[Records contained in a dataset]
++++++++
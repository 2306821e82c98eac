//! Global error handling for attrsnap
//!
//! This module provides a centralized error type that can represent errors
//! from all modules in the project, together with the process exit code each
//! fatal error maps to.

use std::io;
use std::path::PathBuf;

use thiserror::Error;

use crate::pattern::PatternError;
use crate::snapshot::SnapshotError;

/// Exit codes reported by the binary.
pub const EXIT_SUCCESS: i32 = 0;
pub const EXIT_INTERRUPTED: i32 = 1;
pub const EXIT_GENERIC: i32 = 2;
pub const EXIT_FILE: i32 = 3;
pub const EXIT_SNAPSHOT: i32 = 10;

/// Global error type for attrsnap operations
#[derive(Error, Debug)]
pub enum AttrSnapError {
    /// The working path does not exist or is not a directory
    #[error("working path is not an existing directory: {}", .0.display())]
    Root(PathBuf),

    /// A file-related problem outside the snapshot itself
    #[error("{0}")]
    File(String),

    /// A malformed exclusion rule
    #[error(transparent)]
    Pattern(#[from] PatternError),

    /// The snapshot file could not be read, written or understood
    #[error(transparent)]
    Snapshot(#[from] SnapshotError),

    /// Generic I/O failure
    #[error("IO error: {0}")]
    Io(#[from] io::Error),

    /// The user requested a shutdown; the run stopped at the next entry
    #[error("interrupted")]
    Interrupted,

    /// The run finished but some entries could not be processed
    #[error("{0} entries could not be processed")]
    PartialFailure(usize),

    /// Too many entries failed back to back, the run was abandoned
    #[error("too many consecutive errors ({0}), aborting")]
    TooManyErrors(usize),
}

impl AttrSnapError {
    /// The process exit code this error maps to.
    pub fn exit_code(&self) -> i32 {
        match self {
            Self::Root(_) | Self::File(_) => EXIT_FILE,
            Self::Snapshot(_) => EXIT_SNAPSHOT,
            Self::Interrupted => EXIT_INTERRUPTED,
            Self::Pattern(_)
            | Self::Io(_)
            | Self::PartialFailure(_)
            | Self::TooManyErrors(_) => EXIT_GENERIC,
        }
    }
}

/// Specialized Result type for attrsnap operations
pub type Result<T> = std::result::Result<T, AttrSnapError>;

/// A non-fatal problem with a single filesystem entry.
///
/// Collected and reported at the end of a run; never aborts the run on its
/// own.
#[derive(Debug)]
pub struct EntryError {
    pub path: PathBuf,
    pub source: io::Error,
}

impl EntryError {
    pub fn new(path: impl Into<PathBuf>, source: io::Error) -> Self {
        Self {
            path: path.into(),
            source,
        }
    }
}

impl std::fmt::Display for EntryError {
    fn fmt(&self, f: &mut std::fmt::Formatter<'_>) -> std::fmt::Result {
        write!(f, "{}: {}", self.path.display(), self.source)
    }
}

impl std::error::Error for EntryError {
    fn source(&self) -> Option<&(dyn std::error::Error + 'static)> {
        Some(&self.source)
    }
}

impl From<walkdir::Error> for EntryError {
    fn from(err: walkdir::Error) -> Self {
        let path = err.path().map(PathBuf::from).unwrap_or_default();
        let source = err
            .into_io_error()
            .unwrap_or_else(|| io::Error::new(io::ErrorKind::Other, "filesystem loop detected"));
        Self { path, source }
    }
}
++++++++
__ACTION ITEM__: From the records given above, copy all lines containing "working".

__TASK RESPONSE__:
    /// The working path does not exist or is not a directory
    #[error("working path is not an existing directory: {}", .0.display())]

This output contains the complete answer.